For that reason when Ronald Reagan managed to upset Pat Brown in 1966 in his race for Governor, the Democrats took as a sign that problems would be on the horizon two year later in that state. Reagan was not yet being considered as a serious candidate for national office yet, but the fact that he was governor of one of the biggest states in the union meant they couldn’t outright dismiss him.

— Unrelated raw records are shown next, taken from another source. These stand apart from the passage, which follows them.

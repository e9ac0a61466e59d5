mod common;

use golf_scorecard::error::ScorecardError;
use golf_scorecard::score::tens_summary;

#[test]
fn test4_summary_counts_picked_holes() -> Result<(), ScorecardError> {
    let course = common::augusta();
    let (mut roster, id) = common::roster_with_player(0);

    roster.record_gross(id, &course, 1, 3)?; // par 4, net 3
    roster.record_gross(id, &course, 2, 7)?; // par 5, net 7
    roster.toggle_ten(id, &course, 1)?;
    roster.toggle_ten(id, &course, 2)?;
    roster.toggle_ten(id, &course, 3)?; // par 4, unscored

    let summary = tens_summary(roster.player(id).unwrap(), &course);
    assert_eq!(summary.count, 3);
    assert_eq!(summary.count_display(), "3/10");
    // Unscored picks count as net 0 but still charge par.
    assert_eq!(summary.total, 10);
    assert_eq!(summary.over_under, -3);
    assert_eq!(summary.over_under_display(), "-3");
    Ok(())
}

#[test]
fn test4_empty_selection_is_even() {
    let course = common::augusta();
    let (roster, id) = common::roster_with_player(0);

    let summary = tens_summary(roster.player(id).unwrap(), &course);
    assert_eq!(summary.count, 0);
    assert_eq!(summary.total, 0);
    assert_eq!(summary.over_under_display(), "+0");
}

#[test]
fn test4_selection_caps_at_ten() -> Result<(), ScorecardError> {
    let course = common::augusta();
    let (mut roster, id) = common::roster_with_player(0);

    for hole in 1..=10u8 {
        roster.toggle_ten(id, &course, hole)?;
    }
    assert_eq!(roster.player(id).unwrap().selected_tens.len(), 10);

    // The eleventh pick is silently ignored.
    roster.toggle_ten(id, &course, 11)?;
    let player = roster.player(id).unwrap();
    assert_eq!(player.selected_tens.len(), 10);
    assert!(!player.has_ten(11));
    Ok(())
}

#[test]
fn test4_removal_always_works() -> Result<(), ScorecardError> {
    let course = common::augusta();
    let (mut roster, id) = common::roster_with_player(0);

    for hole in 1..=10u8 {
        roster.toggle_ten(id, &course, hole)?;
    }
    roster.toggle_ten(id, &course, 5)?;
    let player = roster.player(id).unwrap();
    assert_eq!(player.selected_tens.len(), 9);
    assert!(!player.has_ten(5));

    // Freed capacity can be used again.
    roster.toggle_ten(id, &course, 11)?;
    assert!(roster.player(id).unwrap().has_ten(11));
    Ok(())
}

#[test]
fn test4_unknown_hole_is_rejected() {
    let course = common::augusta();
    let (mut roster, id) = common::roster_with_player(0);

    assert_eq!(
        roster.toggle_ten(id, &course, 19),
        Err(ScorecardError::UnknownHole(19))
    );
    assert!(roster.player(id).unwrap().selected_tens.is_empty());
}
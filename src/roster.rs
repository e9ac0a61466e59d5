use crate::error::ScorecardError;
use crate::model::{Course, HoleScore, Player, PlayerId};
use crate::score::allocation::strokes_received;
use crate::score::tens::MAX_TEN_HOLES;

pub const MAX_PLAYERS: usize = 4;

/// Name/handicap edits to merge into a player. `None` fields are left alone.
#[derive(Clone, Debug, Default)]
pub struct PlayerPatch {
    pub name: Option<String>,
    pub handicap: Option<u32>,
}

/// Single owner of all player records; every mutation goes through here.
/// Insertion order is display order.
#[derive(Clone, Debug, Default)]
pub struct Roster {
    players: Vec<Player>,
    next_id: i64,
}

impl Roster {
    #[must_use]
    pub fn new() -> Self {
        Roster {
            players: Vec::new(),
            next_id: 0,
        }
    }

    /// Append a fresh player (empty name, handicap 0, empty card). Returns
    /// `None` without adding when the roster already holds four players; the
    /// cap is a soft limit, not an error.
    pub fn add_player(&mut self) -> Option<PlayerId> {
        if self.players.len() >= MAX_PLAYERS {
            return None;
        }
        self.next_id += 1;
        let id = PlayerId(self.next_id);
        self.players.push(Player::new(id));
        Some(id)
    }

    /// Merge edits into the matching player. Unknown ids are ignored: ids
    /// are roster-issued, so a miss is a caller bug rather than a reportable
    /// failure.
    pub fn update_player(&mut self, id: PlayerId, patch: PlayerPatch) {
        if let Some(player) = self.players.iter_mut().find(|p| p.id == id) {
            if let Some(name) = patch.name {
                player.name = name;
            }
            if let Some(handicap) = patch.handicap {
                player.handicap = handicap;
            }
        }
    }

    /// Record a gross score for a hole and derive the net from the player's
    /// current handicap, overwriting any earlier entry for that hole. A
    /// handicap edited after entry only affects holes scored from then on.
    ///
    /// # Errors
    /// `UnknownHole` when the course has no such hole, `UnknownPlayer` when
    /// the id is not in the roster.
    pub fn record_gross(
        &mut self,
        id: PlayerId,
        course: &Course,
        hole_number: u8,
        gross: u32,
    ) -> Result<HoleScore, ScorecardError> {
        let hole = course
            .hole(hole_number)
            .ok_or(ScorecardError::UnknownHole(hole_number))?;
        let hole_handicap = hole.handicap;
        let hole_count = course.hole_count();
        let player = self.player_mut(id)?;
        let allowance = strokes_received(player.handicap, hole_handicap, hole_count);
        let entry = HoleScore {
            gross,
            net: gross as i32 - allowance as i32,
        };
        player.ledger.insert(hole_number, entry);
        Ok(entry)
    }

    /// Toggle a hole in the player's Game-of-10s picks. Removal always
    /// works; adding past ten picks is silently ignored.
    ///
    /// # Errors
    /// `UnknownHole` / `UnknownPlayer`, as for `record_gross`.
    pub fn toggle_ten(
        &mut self,
        id: PlayerId,
        course: &Course,
        hole_number: u8,
    ) -> Result<(), ScorecardError> {
        if course.hole(hole_number).is_none() {
            return Err(ScorecardError::UnknownHole(hole_number));
        }
        let player = self.player_mut(id)?;
        if !player.selected_tens.remove(&hole_number)
            && player.selected_tens.len() < MAX_TEN_HOLES
        {
            player.selected_tens.insert(hole_number);
        }
        Ok(())
    }

    #[must_use]
    pub fn player(&self, id: PlayerId) -> Option<&Player> {
        self.players.iter().find(|p| p.id == id)
    }

    #[must_use]
    pub fn players(&self) -> &[Player] {
        &self.players
    }

    #[must_use]
    pub fn len(&self) -> usize {
        self.players.len()
    }

    #[must_use]
    pub fn is_empty(&self) -> bool {
        self.players.is_empty()
    }

    #[must_use]
    pub fn is_full(&self) -> bool {
        self.players.len() >= MAX_PLAYERS
    }

    fn player_mut(&mut self, id: PlayerId) -> Result<&mut Player, ScorecardError> {
        self.players
            .iter_mut()
            .find(|p| p.id == id)
            .ok_or(ScorecardError::UnknownPlayer(id))
    }
}
use crate::model::{Course, Player};
use serde::Serialize;

pub const MAX_TEN_HOLES: usize = 10;

#[derive(Serialize, Clone, Copy, Debug, Default, PartialEq, Eq)]
pub struct TensSummary {
    pub count: usize,
    pub total: i32,
    pub over_under: i32,
}

impl TensSummary {
    /// "3/10" style display of how many holes are picked.
    #[must_use]
    pub fn count_display(&self) -> String {
        format!("{}/{MAX_TEN_HOLES}", self.count)
    }

    /// Signed over/under display: "+2", "-1", "+0".
    #[must_use]
    pub fn over_under_display(&self) -> String {
        if self.over_under >= 0 {
            format!("+{}", self.over_under)
        } else {
            self.over_under.to_string()
        }
    }
}

/// Game-of-10s standing over the player's picked holes. An unscored pick
/// counts as net 0 but still charges its par to the over/under.
#[must_use]
pub fn tens_summary(player: &Player, course: &Course) -> TensSummary {
    let mut summary = TensSummary {
        count: player.selected_tens.len(),
        ..TensSummary::default()
    };
    for &number in &player.selected_tens {
        let net = player.score(number).map_or(0, |s| s.net);
        summary.total += net;
        if let Some(hole) = course.hole(number) {
            summary.over_under += net - i32::from(hole.par);
        }
    }
    summary
}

During the last twenty years California political figures had become considered likely candidates for the Presidency. In fact, when he made a stop there in advance of the California primary in 1956, Theodore White thought that there might be as many four serious contenders for the Republican nomination in years to come from that state: Nixon, Earl Warren, William Knowland, then the minority leader in the Senate and Goodwin Knight, the incumbent governor. The latter three had all won election the last time around by winning both the Republican and Democratic nominations for their office. While Pat Brown had never made much of a national impact, his defeat of Nixon for reelection in 1962 had raised his national profile – and his stunning loss to Reagan had raised his.

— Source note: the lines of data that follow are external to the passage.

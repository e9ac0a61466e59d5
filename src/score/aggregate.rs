use crate::model::{Course, Hole, Player};
use crate::score::allocation::strokes_received;
use serde::Serialize;
use std::ops::Add;

#[derive(Serialize, Clone, Copy, Debug, Default, PartialEq, Eq)]
pub struct SectionSummary {
    pub gross: u32,
    pub net: i32,
    pub strokes: u32,
}

impl Add for SectionSummary {
    type Output = Self;

    fn add(self, other: Self) -> Self {
        SectionSummary {
            gross: self.gross + other.gross,
            net: self.net + other.net,
            strokes: self.strokes + other.strokes,
        }
    }
}

#[derive(Serialize, Clone, Copy, Debug, PartialEq, Eq)]
pub struct ScorecardSummary {
    pub front: SectionSummary,
    pub back: SectionSummary,
    pub total: SectionSummary,
}

/// One hole of a player's card as the rendering collaborator shows it.
#[derive(Serialize, Clone, Copy, Debug, PartialEq, Eq)]
pub struct HoleLine {
    pub number: u8,
    pub gross: Option<u32>,
    pub net: Option<i32>,
    pub strokes_received: u32,
}

/// Sum a player's card over a subset of holes. Unscored holes contribute 0
/// to gross and net; `strokes` is allocated fresh from the player's present
/// handicap, independent of the ledger.
#[must_use]
pub fn summarize_section(player: &Player, course: &Course, holes: &[Hole]) -> SectionSummary {
    let count = course.hole_count();
    let mut section = SectionSummary::default();
    for hole in holes {
        if let Some(score) = player.score(hole.number) {
            section.gross += score.gross;
            section.net += score.net;
        }
        section.strokes += strokes_received(player.handicap, hole.handicap, count);
    }
    section
}

/// Front-nine, back-nine, and whole-round sums for one player's card.
/// `total` reconciles with `front + back` componentwise.
#[must_use]
pub fn summarize(player: &Player, course: &Course) -> ScorecardSummary {
    ScorecardSummary {
        front: summarize_section(player, course, course.front_nine()),
        back: summarize_section(player, course, course.back_nine()),
        total: summarize_section(player, course, &course.holes),
    }
}

#[must_use]
pub fn hole_line(player: &Player, course: &Course, hole: &Hole) -> HoleLine {
    let score = player.score(hole.number);
    HoleLine {
        number: hole.number,
        gross: score.map(|s| s.gross),
        net: score.map(|s| s.net),
        strokes_received: strokes_received(player.handicap, hole.handicap, course.hole_count()),
    }
}
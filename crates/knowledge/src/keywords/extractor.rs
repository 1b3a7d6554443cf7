//! Keyword extraction through the text generator.

use super::{decode_keywords, KeywordSet};
use docmatch_core::{AppResult, RetrievalConfig};
use docmatch_llm::{LlmClient, LlmRequest};
use docmatch_prompt::{build_prompt, PromptDefinition};
use std::collections::HashMap;
use std::sync::Arc;
use std::time::Duration;

/// Generator parameters for extraction.
#[derive(Debug, Clone)]
pub struct ExtractorSettings {
    /// Model identifier passed to the generator
    pub model: String,

    /// Attempts before returning an empty set
    pub max_attempts: u32,

    /// Bound on each individual generator call
    pub timeout: Duration,
}

impl ExtractorSettings {
    pub fn from_config(model: impl Into<String>, retrieval: &RetrievalConfig) -> Self {
        Self {
            model: model.into(),
            max_attempts: retrieval.max_attempts.max(1),
            timeout: Duration::from_secs(retrieval.timeout_secs),
        }
    }
}

/// Turns free text into a [`KeywordSet`].
///
/// Extraction never fails: generator errors, timeouts and unusable output
/// are retried, and after the last attempt the result is an empty set.
pub struct KeywordExtractor {
    client: Arc<dyn LlmClient>,
    prompt: PromptDefinition,
    settings: ExtractorSettings,
}

impl KeywordExtractor {
    /// Create an extractor, checking that the prompt renders.
    pub fn new(
        client: Arc<dyn LlmClient>,
        prompt: PromptDefinition,
        settings: ExtractorSettings,
    ) -> AppResult<Self> {
        let extractor = Self {
            client,
            prompt,
            settings,
        };
        extractor.build_request("")?;
        Ok(extractor)
    }

    fn build_request(&self, text: &str) -> AppResult<LlmRequest> {
        let mut variables = HashMap::new();
        variables.insert("text".to_string(), text.to_string());
        let built = build_prompt(&self.prompt, variables)?;

        let mut request = LlmRequest::new(built.user, &self.settings.model)
            .with_temperature(0.1)
            .with_max_tokens(256);
        if let Some(system) = built.system {
            request = request.with_system(system);
        }
        Ok(request)
    }

    /// Extract up to 32 keywords from `text`.
    pub async fn extract(&self, text: &str) -> KeywordSet {
        let request = match self.build_request(text) {
            Ok(request) => request,
            Err(e) => {
                tracing::error!("Failed to build keyword prompt: {}", e);
                return KeywordSet::new();
            }
        };

        let max_attempts = self.settings.max_attempts.max(1);
        for attempt in 1..=max_attempts {
            let outcome = tokio::time::timeout(self.settings.timeout, self.client.complete(&request)).await;

            match outcome {
                Err(_) => tracing::warn!(
                    attempt,
                    max_attempts,
                    "Keyword generation timed out after {:?}",
                    self.settings.timeout
                ),
                Ok(Err(e)) => tracing::warn!(attempt, max_attempts, "Keyword generation failed: {}", e),
                Ok(Ok(response)) => {
                    let keywords = decode_keywords(&response.content);
                    if !keywords.is_empty() {
                        tracing::debug!(attempt, count = keywords.len(), "Extracted keywords: {}", keywords);
                        return keywords;
                    }
                    tracing::warn!(attempt, max_attempts, "Generator returned no usable keywords");
                    tracing::debug!("Unusable generator output: {:?}", response.content);
                }
            }
        }

        tracing::warn!(
            "Giving up on keyword extraction after {} attempts; using an empty set",
            max_attempts
        );
        KeywordSet::new()
    }
}
//! Logging infrastructure for docmatch.
//!
//! Installs a tracing subscriber writing to stderr; stdout is reserved for
//! command output (answers, JSON).

use std::io::IsTerminal;

use tracing_subscriber::{fmt, layer::SubscriberExt, util::SubscriberInitExt, EnvFilter};

use crate::error::{AppError, AppResult};

/// Initialize the tracing subscriber with stderr output.
///
/// # Arguments
/// * `log_level` - Optional filter override (e.g., "debug", "docmatch_knowledge=trace").
///   Falls back to `RUST_LOG`, then `info`.
/// * `no_color` - Disable ANSI colors
///
/// # Example
/// ```no_run
/// use docmatch_core::logging::init_logging;
///
/// init_logging(None, false).expect("Failed to initialize logging");
/// ```
pub fn init_logging(log_level: Option<&str>, no_color: bool) -> AppResult<()> {
    let default_level = std::env::var("RUST_LOG").unwrap_or_else(|_| "info".to_string());
    let filter_str = log_level.unwrap_or(&default_level);

    let env_filter = EnvFilter::try_new(filter_str)
        .map_err(|e| AppError::Config(format!("Invalid log filter '{}': {}", filter_str, e)))?;

    let fmt_layer = fmt::layer()
        .with_writer(std::io::stderr)
        .with_target(true)
        .with_level(true)
        .with_ansi(!no_color && supports_color());

    tracing_subscriber::registry()
        .with(env_filter)
        .with(fmt_layer)
        .try_init()
        .map_err(|e| AppError::Config(format!("Failed to init logging: {}", e)))?;

    Ok(())
}

/// Colors only when stderr is a terminal and `NO_COLOR` is unset.
fn supports_color() -> bool {
    if std::env::var_os("NO_COLOR").is_some() {
        return false;
    }
    std::io::stderr().is_terminal()
}

#[cfg(test)]
mod tests {
    use super::*;

    #[test]
    fn test_invalid_filter_is_config_error() {
        let result = init_logging(Some("docmatch=notalevel"), true);
        assert!(matches!(result, Err(AppError::Config(_))));
    }

    #[test]
    fn test_init_logging() {
        // A global subscriber can only be installed once per process
        let result = init_logging(Some("warn"), true);
        assert!(result.is_ok() || result.is_err());
    }
}
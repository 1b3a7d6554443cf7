//! Docmatch Core Library
//!
//! Foundational utilities shared by every docmatch crate:
//! - Error handling (`AppError`, `AppResult`)
//! - Logging infrastructure
//! - Layered configuration (`AppConfig`, `RetrievalConfig`)

pub mod config;
pub mod error;
pub mod logging;

// Re-export commonly used types
pub use config::{AppConfig, RetrievalConfig};
pub use error::{AppError, AppResult};
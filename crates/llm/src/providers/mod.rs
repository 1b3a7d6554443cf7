//! Concrete text generator implementations.

pub mod mock;
pub mod ollama;

pub use mock::{MockClient, MockReply};
pub use ollama::OllamaClient;
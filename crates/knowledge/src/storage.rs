//! File helpers shared by the document, keyword and suggestion stores.

use docmatch_core::{AppError, AppResult};
use std::fs::OpenOptions;
use std::io::{ErrorKind, Write};
use std::path::{Path, PathBuf};

/// Check that `name` can be used as a single file stem.
pub fn validate_name(name: &str) -> AppResult<()> {
    if name.trim().is_empty() {
        return Err(AppError::InvalidInput("name cannot be empty".to_string()));
    }
    if name.starts_with('.') {
        return Err(AppError::InvalidInput(format!(
            "name cannot start with '.': {:?}",
            name
        )));
    }
    if name.contains(['/', '\\', '\0']) {
        return Err(AppError::InvalidInput(format!(
            "name cannot contain path separators: {:?}",
            name
        )));
    }
    Ok(())
}

fn temp_file_beside(path: &Path, contents: &[u8]) -> AppResult<tempfile::NamedTempFile> {
    let dir = path
        .parent()
        .ok_or_else(|| AppError::Other(format!("{:?} has no parent directory", path)))?;
    std::fs::create_dir_all(dir)?;

    let mut tmp = tempfile::NamedTempFile::new_in(dir)?;
    tmp.write_all(contents)?;
    tmp.as_file().sync_all()?;
    Ok(tmp)
}

/// Replace `path` with `contents` via a temp file and rename, so readers
/// see either the old or the new file.
pub fn write_atomic(path: &Path, contents: &[u8]) -> AppResult<()> {
    let tmp = temp_file_beside(path, contents)?;
    tmp.persist(path).map_err(|e| AppError::Io(e.error))?;
    Ok(())
}

/// Like [`write_atomic`] but never replaces an existing file.
///
/// Returns `false` if `path` already existed.
pub fn write_new_atomic(path: &Path, contents: &[u8]) -> AppResult<bool> {
    let tmp = temp_file_beside(path, contents)?;
    match tmp.persist_noclobber(path) {
        Ok(_) => Ok(true),
        Err(e) if e.error.kind() == ErrorKind::AlreadyExists => Ok(false),
        Err(e) => Err(AppError::Io(e.error)),
    }
}

/// An exclusive marker file, removed when the guard drops.
///
/// Creation uses `create_new`, so at most one holder exists across every
/// process sharing the directory.
#[derive(Debug)]
pub struct LockFile {
    path: PathBuf,
}

impl LockFile {
    /// Take the lock at `path`, or `None` if someone else holds it.
    pub fn try_acquire(path: impl Into<PathBuf>) -> AppResult<Option<Self>> {
        let path = path.into();
        match OpenOptions::new().write(true).create_new(true).open(&path) {
            Ok(mut file) => {
                writeln!(file, "{}", std::process::id())?;
                Ok(Some(Self { path }))
            }
            Err(e) if e.kind() == ErrorKind::AlreadyExists => Ok(None),
            Err(e) => Err(e.into()),
        }
    }

    pub fn path(&self) -> &Path {
        &self.path
    }
}

impl Drop for LockFile {
    fn drop(&mut self) {
        if let Err(e) = std::fs::remove_file(&self.path) {
            tracing::warn!("Failed to release lock {:?}: {}", self.path, e);
        }
    }
}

Reagan clearly had a desire to try and earn the nomination for President in 1968 but would get off to a late start mainly when the conservative branch of the party wanted to stop Richard Nixon.  I find it hard to believe that even if Reagan had made more of a concerted effort to do so that year, he could have gotten the nomination for what was probably the most obvious of reasons.

Just four years earlier, the conservative wing of the GOP had nominated Barry Goldwater and it had ended in disaster for the party. Most of the conservative wing had retreated into the shadows but Reagan was by far the most obvious face of it, having made one of the most famous campaign speeches for him a month before election day. Considering the Republicans clearly had an opportunity to win the White House just four years after LBJ’s landslide seemed to have completely destroyed the party as force, it is highly unlikely that the old guard would have let Reagan do so.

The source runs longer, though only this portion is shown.